As advertising has undergone a power shift, from the content providers to the
users, advertising has somehow become a bad word. Now that end users decide
what and how products will be pitched, advertising seems to stand not only for
traditional, flashy, in-your-face ads, but for any product communication that
has already occurred. In that sense, advertising is perpetually over, and
therefore always omnipresent.

Simply put, as more and more people research products and services online,
making purchasing decisions online, and actually buy online, it seems
preposterous to claim that advertising, and companies that are in the business
of advertising, are in anyway passe.

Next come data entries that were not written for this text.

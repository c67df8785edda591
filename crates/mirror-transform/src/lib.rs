//! Image codec backed transforms for mirror.
//!
//! [`HorizontalFlip`] is the production [`ImageTransform`]: it decodes the
//! source with the `image` crate, reverses the pixel columns and encodes the
//! result in the format implied by the destination extension.
//!
//! ```rust,no_run
//! use std::path::Path;
//! use mirror_transform::{HorizontalFlip, ImageTransform};
//!
//! HorizontalFlip::new()
//!     .transform(Path::new("in/cat.png"), Path::new("out/cat.png"))
//!     .unwrap();
//! ```

mod flip;

pub use flip::HorizontalFlip;

pub use mirror_core::{ImageTransform, TransformError};
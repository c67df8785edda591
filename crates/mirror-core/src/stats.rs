//! Traversal statistics.

use std::fs::Metadata;
use std::path::PathBuf;
use std::time::Duration;

use serde::{Deserialize, Serialize};

use crate::error::TransformError;

/// Kind of a listed entry, as far as the traversal is concerned.
#[derive(Debug, Clone, Copy, PartialEq, Eq, Serialize, Deserialize)]
pub enum EntryKind {
    File,
    Directory,
}

impl EntryKind {
    /// Anything that is not a directory is handled as a file.
    pub fn from_metadata(metadata: &Metadata) -> Self {
        if metadata.is_dir() {
            Self::Directory
        } else {
            Self::File
        }
    }
}

/// A recorded per-file transform failure.
#[derive(Debug, Clone, PartialEq, Eq, Serialize, Deserialize)]
pub struct TransformFailure {
    /// Source image that failed.
    pub path: PathBuf,
    /// Human-readable cause.
    pub message: String,
}

impl TransformFailure {
    pub fn new(path: impl Into<PathBuf>, message: impl Into<String>) -> Self {
        Self {
            path: path.into(),
            message: message.into(),
        }
    }

    /// Capture a transform error against the source it was raised for.
    pub fn from_error(source: impl Into<PathBuf>, error: &TransformError) -> Self {
        Self::new(source, error.to_string())
    }
}

/// Outcome counters of one traversal.
#[derive(Debug, Clone, Default, PartialEq, Eq, Serialize, Deserialize)]
pub struct TraversalStats {
    /// Images transformed successfully.
    pub processed: u64,
    /// Non-image files encountered.
    pub skipped: u64,
    /// Images whose transform failed.
    pub errors: u64,
    /// Details for each failed image.
    #[serde(default)]
    pub failures: Vec<TransformFailure>,
    /// Wall time of the run.
    #[serde(default)]
    pub duration: Duration,
}

impl TraversalStats {
    /// Create new empty stats.
    pub fn new() -> Self {
        Self::default()
    }

    pub fn record_processed(&mut self) {
        self.processed += 1;
    }

    pub fn record_skipped(&mut self) {
        self.skipped += 1;
    }

    /// Record a failed transform.
    pub fn record_error(&mut self, failure: TransformFailure) {
        self.errors += 1;
        self.failures.push(failure);
    }

    /// Fold another accumulator into this one.
    pub fn merge(&mut self, other: TraversalStats) {
        self.processed += other.processed;
        self.skipped += other.skipped;
        self.errors += other.errors;
        self.failures.extend(other.failures);
    }

    /// Total files looked at.
    pub fn total_files(&self) -> u64 {
        self.processed + self.skipped + self.errors
    }

    /// True when no image failed.
    pub fn is_success(&self) -> bool {
        self.errors == 0
    }

    /// Get a human-readable summary of the run.
    pub fn summary(&self) -> String {
        let mut parts = vec![format!("{} processed", self.processed)];
        if self.skipped > 0 {
            parts.push(format!("{} skipped", self.skipped));
        }
        if self.errors > 0 {
            parts.push(format!("{} failed", self.errors));
        }
        parts.join(", ")
    }
}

It is inconsistent with the evolution of
the web.

What I like about Komisar-backed Aggregate Knowledge is that it is creating
the platform for some wonderful advertising streams. Right now, as I
understand it, they are touting as part of their product targeting by the
Psychology of Crowds, or the beginning of building psychological profiles of
buyers. This is done on many shopping sites: If person 1 buys product A, then
he will, based on group research, be interested in product B and product C and
should be presented with B and C in a non-obtrusive fashion. What this should
naturally evolve into is a better targeting-being able to differentiate
between types of buyers; is she an impulse buyer that might be wooed by a
flashy interface, or is she a research shopper, who needs a case study to buy?
Merely providing relevant content, without the proper packaging for the
individual (what I think to be the advertising formerly know as advertising)
is deficient. Also, what is the ideal interface complexity of this shopper?
For instance, in person people buy less in big stores because they are
overwhelmed by the sheer number of options. They are more likely to buy
products in a smaller store. People are more influenced by items placed at the
front of the store as their shopping goals are more malleable as they enter.
Not to say that these findings will translate directly to shopping behavior on
the web, but we will soon have the ability to create the perfect shopping
environment for an individual, and advertising will be big part of it.

------
chendy
How many of you have a primarily advertising based model? Or the "freemium"
model? Our model is actually transactional, but is supplemented with
advertising.